Peter Kuruvita’s CV reads like a who’s who of the great and the good of the kitchen across several continents.

The names of the restaurants in which he has worked and the chefs and restaurateurs who have nurtured and inspired him are synonymous with the restaurant histories of London and Sydney and many points in between. In Europe think the Roux brothers, Thomas Keller, Charlie Trotter, Raymond Blanc and Marco Pierre White. In Australia add Neil Perry, Greg and Peter Doyle and Michael McMahon. Now stir.

And yet the man who has made the cuisine of Sri Lanka his own humbly gives the greatest credit to his grandmother Achie, and her soot-blackened kitchen in Colombo, where his passion for cooking took root as a small child.

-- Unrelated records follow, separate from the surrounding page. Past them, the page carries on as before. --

//! Network access control.
//!
//! The container's interface sits behind a bridge on the host. Both netfilter
//! chains default to `DROP`; each configured rule appends an `ACCEPT` entry.
//! Every activation rewrites the chains from the full merged rule set, so the
//! result does not depend on how rules were split across fragments.

use crate::context::GatewayContext;
use crate::{malformed, parse_element, GatewayError, RuntimeResultExt};
use berth_runtime::{InterfaceConfig, NetfilterCommand};
use berth_schema::{ContainerId, GatewayId};
use serde::Deserialize;
use std::collections::BTreeSet;
use std::net::Ipv4Addr;
use tracing::{debug, info};

const ID: GatewayId = GatewayId::Network;

/// What happens when the gateway is configured again after activation.
#[derive(Debug, Clone, Copy, Default, PartialEq, Eq, Deserialize)]
#[serde(rename_all = "kebab-case")]
pub enum NetworkReactivation {
    /// New rules join the existing set and the chains are rewritten.
    #[default]
    Merge,
    /// Further configuration fails.
    Reject,
}

/// The host bridge the container's interface is attached to.
#[derive(Debug, Clone, Copy, PartialEq, Eq)]
pub struct NetworkSettings {
    pub gateway: Ipv4Addr,
    pub prefix_len: u8,
}

impl Default for NetworkSettings {
    fn default() -> Self {
        Self {
            gateway: Ipv4Addr::new(10, 0, 3, 1),
            prefix_len: 16,
        }
    }
}

impl NetworkSettings {
    /// Address of a container: gateway + 1 + id, which must stay inside the
    /// bridge network. Every container address lies above the gateway's.
    pub fn address_for(&self, id: ContainerId) -> Result<Ipv4Addr, GatewayError> {
        if !(1..=32).contains(&self.prefix_len) {
            return Err(GatewayError::Activation {
                gateway: ID,
                reason: format!("unusable prefix length /{}", self.prefix_len),
            });
        }
        let host_bits = 32 - u32::from(self.prefix_len);
        let size = 1u64 << host_bits;
        let gateway = u32::from(self.gateway);
        let base = gateway & (u32::MAX << host_bits);
        let offset = u64::from(gateway - base) + 1 + u64::from(id.0);
        if offset >= size {
            return Err(GatewayError::Activation {
                gateway: ID,
                reason: format!(
                    "no address left for container id {id} behind {}/{}",
                    self.gateway, self.prefix_len
                ),
            });
        }
        Ok(Ipv4Addr::from(base + offset as u32))
    }
}

#[derive(Debug, Clone, Copy, PartialEq, Eq, PartialOrd, Ord)]
enum Chain {
    Input,
    Output,
}

impl Chain {
    fn as_str(self) -> &'static str {
        match self {
            Chain::Input => "INPUT",
            Chain::Output => "OUTPUT",
        }
    }

    fn host_flag(self) -> &'static str {
        match self {
            Chain::Input => "-s",
            Chain::Output => "-d",
        }
    }

    fn port_flag(self, multiport: bool) -> &'static str {
        match (self, multiport) {
            (Chain::Input, false) => "--sport",
            (Chain::Input, true) => "--sports",
            (Chain::Output, false) => "--dport",
            (Chain::Output, true) => "--dports",
        }
    }
}

#[derive(Debug, Clone, Copy, PartialEq, Eq, PartialOrd, Ord, Deserialize)]
#[serde(rename_all = "lowercase")]
enum Protocol {
    Tcp,
    Udp,
    Icmp,
}

impl Protocol {
    fn as_str(self) -> &'static str {
        match self {
            Protocol::Tcp => "tcp",
            Protocol::Udp => "udp",
            Protocol::Icmp => "icmp",
        }
    }
}

/// Specific hosts order before the wildcard.
#[derive(Debug, Clone, PartialEq, Eq, PartialOrd, Ord)]
enum Host {
    Specific(String),
    Any,
}

#[derive(Debug, Clone, PartialEq, Eq, PartialOrd, Ord)]
enum Ports {
    Single(u16),
    Range(u16, u16),
    List(Vec<u16>),
}

impl Ports {
    fn multiport(&self) -> bool {
        !matches!(self, Ports::Single(_))
    }

    fn render(&self) -> String {
        match self {
            Ports::Single(p) => p.to_string(),
            Ports::Range(a, b) => format!("{a}:{b}"),
            Ports::List(list) => list
                .iter()
                .map(u16::to_string)
                .collect::<Vec<_>>()
                .join(","),
        }
    }
}

#[derive(Debug, Deserialize)]
#[serde(untagged)]
enum RawProtocols {
    One(Protocol),
    Many(Vec<Protocol>),
}

#[derive(Debug, Deserialize)]
#[serde(untagged)]
enum RawPorts {
    Single(u16),
    Range(String),
    List(Vec<u16>),
}

#[derive(Debug, Deserialize)]
struct RawRule {
    host: String,
    #[serde(default)]
    protocols: Option<RawProtocols>,
    #[serde(default)]
    ports: Option<RawPorts>,
}

#[derive(Debug, Deserialize)]
struct RawEntry {
    direction: String,
    allow: Vec<serde_json::Value>,
}

#[derive(Debug, Clone, PartialEq, Eq, PartialOrd, Ord)]
struct Rule {
    chain: Chain,
    host: Host,
    protocols: Vec<Protocol>,
    ports: Option<Ports>,
}

fn parse_range(text: &str) -> Result<Ports, GatewayError> {
    let (a, b) = text
        .split_once(':')
        .or_else(|| text.split_once('-'))
        .ok_or_else(|| malformed(ID, format!("port range '{text}' must look like 'from:to'")))?;
    let parse = |s: &str| {
        s.trim()
            .parse::<u16>()
            .map_err(|_| malformed(ID, format!("invalid port in range '{text}'")))
    };
    let (from, to) = (parse(a)?, parse(b)?);
    if from == 0 || from > to {
        return Err(malformed(ID, format!("invalid port range '{text}'")));
    }
    Ok(Ports::Range(from, to))
}

fn parse_ports(raw: RawPorts) -> Result<Ports, GatewayError> {
    let ports = match raw {
        RawPorts::Single(p) => Ports::Single(p),
        RawPorts::Range(text) => return parse_range(&text),
        RawPorts::List(list) if list.is_empty() => {
            return Err(malformed(ID, "port list must not be empty"))
        }
        RawPorts::List(mut list) => {
            list.sort_unstable();
            list.dedup();
            match list.as_slice() {
                [single] => Ports::Single(*single),
                _ => Ports::List(list),
            }
        }
    };
    let has_zero = match &ports {
        Ports::Single(p) => *p == 0,
        Ports::List(list) => list.contains(&0),
        Ports::Range(..) => false,
    };
    if has_zero {
        return Err(malformed(ID, "port 0 is not allowed"));
    }
    Ok(ports)
}

fn parse_entry(element: &serde_json::Value) -> Result<Vec<Rule>, GatewayError> {
    let raw: RawEntry = parse_element(ID, element)?;
    let chain = match raw.direction.as_str() {
        "INCOMING" => Chain::Input,
        "OUTGOING" => Chain::Output,
        other => {
            return Err(malformed(
                ID,
                format!("direction must be INCOMING or OUTGOING, got '{other}'"),
            ))
        }
    };

    raw.allow
        .iter()
        .map(|rule| {
            let rule: RawRule = parse_element(ID, rule)?;
            let host = match rule.host.trim() {
                "" => return Err(malformed(ID, "host must not be empty")),
                "*" => Host::Any,
                h => Host::Specific(h.to_owned()),
            };
            let mut protocols = match rule.protocols {
                None => Vec::new(),
                Some(RawProtocols::One(p)) => vec![p],
                Some(RawProtocols::Many(list)) if list.is_empty() => {
                    return Err(malformed(ID, "protocol list must not be empty"))
                }
                Some(RawProtocols::Many(list)) => list,
            };
            protocols.sort_unstable();
            protocols.dedup();
            Ok(Rule {
                chain,
                host,
                protocols,
                ports: rule.ports.map(parse_ports).transpose()?,
            })
        })
        .collect()
}

fn command(rule: &Rule, protocol: Option<Protocol>) -> NetfilterCommand {
    let mut argv = vec!["-A".to_owned(), rule.chain.as_str().to_owned()];
    if let Host::Specific(host) = &rule.host {
        argv.push(rule.chain.host_flag().to_owned());
        argv.push(host.clone());
    }
    if let Some(protocol) = protocol {
        argv.push("-p".to_owned());
        argv.push(protocol.as_str().to_owned());
        match &rule.ports {
            Some(ports) if protocol != Protocol::Icmp => {
                if ports.multiport() {
                    argv.push("--match".to_owned());
                    argv.push("multiport".to_owned());
                }
                argv.push(rule.chain.port_flag(ports.multiport()).to_owned());
                argv.push(ports.render());
            }
            _ => {}
        }
    }
    argv.push("-j".to_owned());
    argv.push("ACCEPT".to_owned());
    argv
}

fn rule_commands(rule: &Rule) -> Vec<NetfilterCommand> {
    match (rule.protocols.as_slice(), &rule.ports) {
        ([], None) => vec![command(rule, None)],
        // Ports need a protocol for netfilter to match on.
        ([], Some(_)) => [Protocol::Tcp, Protocol::Udp]
            .into_iter()
            .map(|p| command(rule, Some(p)))
            .collect(),
        (protocols, _) => protocols.iter().map(|p| command(rule, Some(*p))).collect(),
    }
}

#[derive(Debug, Clone)]
pub struct NetworkGateway {
    settings: NetworkSettings,
    reactivation: NetworkReactivation,
    rules: BTreeSet<Rule>,
    interface: Option<InterfaceConfig>,
}

impl NetworkGateway {
    pub fn new(settings: NetworkSettings, reactivation: NetworkReactivation) -> Self {
        Self {
            settings,
            reactivation,
            rules: BTreeSet::new(),
            interface: None,
        }
    }

    pub fn accepts_reconfiguration(&self) -> bool {
        self.reactivation == NetworkReactivation::Merge
    }

    pub fn interface(&self) -> Option<&InterfaceConfig> {
        self.interface.as_ref()
    }

    /// The full netfilter program for the merged rule set.
    pub fn commands(&self) -> Vec<NetfilterCommand> {
        let fixed: [&[&str]; 4] = [
            &["-F", "INPUT"],
            &["-F", "OUTPUT"],
            &["-P", "INPUT", "DROP"],
            &["-P", "OUTPUT", "DROP"],
        ];
        let mut commands: Vec<NetfilterCommand> = fixed
            .iter()
            .map(|argv| argv.iter().map(|s| (*s).to_owned()).collect())
            .collect();
        commands.extend(self.rules.iter().flat_map(rule_commands));
        commands
    }

    pub(crate) fn configure(&mut self, elements: &[serde_json::Value]) -> Result<(), GatewayError> {
        let mut parsed = Vec::new();
        for element in elements {
            parsed.extend(parse_entry(element)?);
        }
        self.rules.extend(parsed);
        Ok(())
    }

    pub(crate) fn activate(&mut self, ctx: &mut GatewayContext<'_>) -> Result<(), GatewayError> {
        if self.interface.is_none() {
            let iface = InterfaceConfig {
                address: self.settings.address_for(ctx.id)?,
                prefix_len: self.settings.prefix_len,
                gateway: self.settings.gateway,
            };
            ctx.backend.network_up(ctx.name, &iface).for_gateway(ID)?;
            info!(
                "network: {} up at {}/{} via {}",
                ctx.name, iface.address, iface.prefix_len, iface.gateway
            );
            self.interface = Some(iface);
        }

        let commands = self.commands();
        debug!("network: {} netfilter commands for {}", commands.len(), ctx.name);
        ctx.backend.apply_netfilter(ctx.name, &commands).for_gateway(ID)
    }
}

A Noosa resident since 2013, along with wife Karen and two teenaged boys, Kuravita, now 58, recently ended an eight-year partnership with the Sofitel Noosa Pacific Resort, where his signature restaurant, Noosa Beach House by Peter Kuruvita, became world famous for its fusion of Australian and Sri Lankan cuisine. After a storied career of 40 years you might expect him to be enjoying a bit of downtime, but that’s not Kuruvita’s style.

Instead he is spending long days directing construction of Alba by Kuruvita at Noosa Springs, a space that will host a café and pizzeria, cocktail bar, restaurant, providore, cooking school and event area. It may well be Kuruvita’s most ambitious project yet.

Amidst the jackhammers and the nail guns, we sat down to discuss a life that begins not in Sri Lanka but in London, to which destination Kuruvita’s father, Wickramapala Kuruvita, had ridden his motorcycle from Colombo in 1953 to see the coronation of Queen Elizabeth II, missing the historic event by a matter of days. But if this was an inauspicious start, Kuruvita Sr, a man who could turn his hand to anything, soon made up for it by starting his own engineering business and falling in love with Liselotte Katharina (known as Lilly), a recent arrival from Austria who was studying to be a Montessori teacher.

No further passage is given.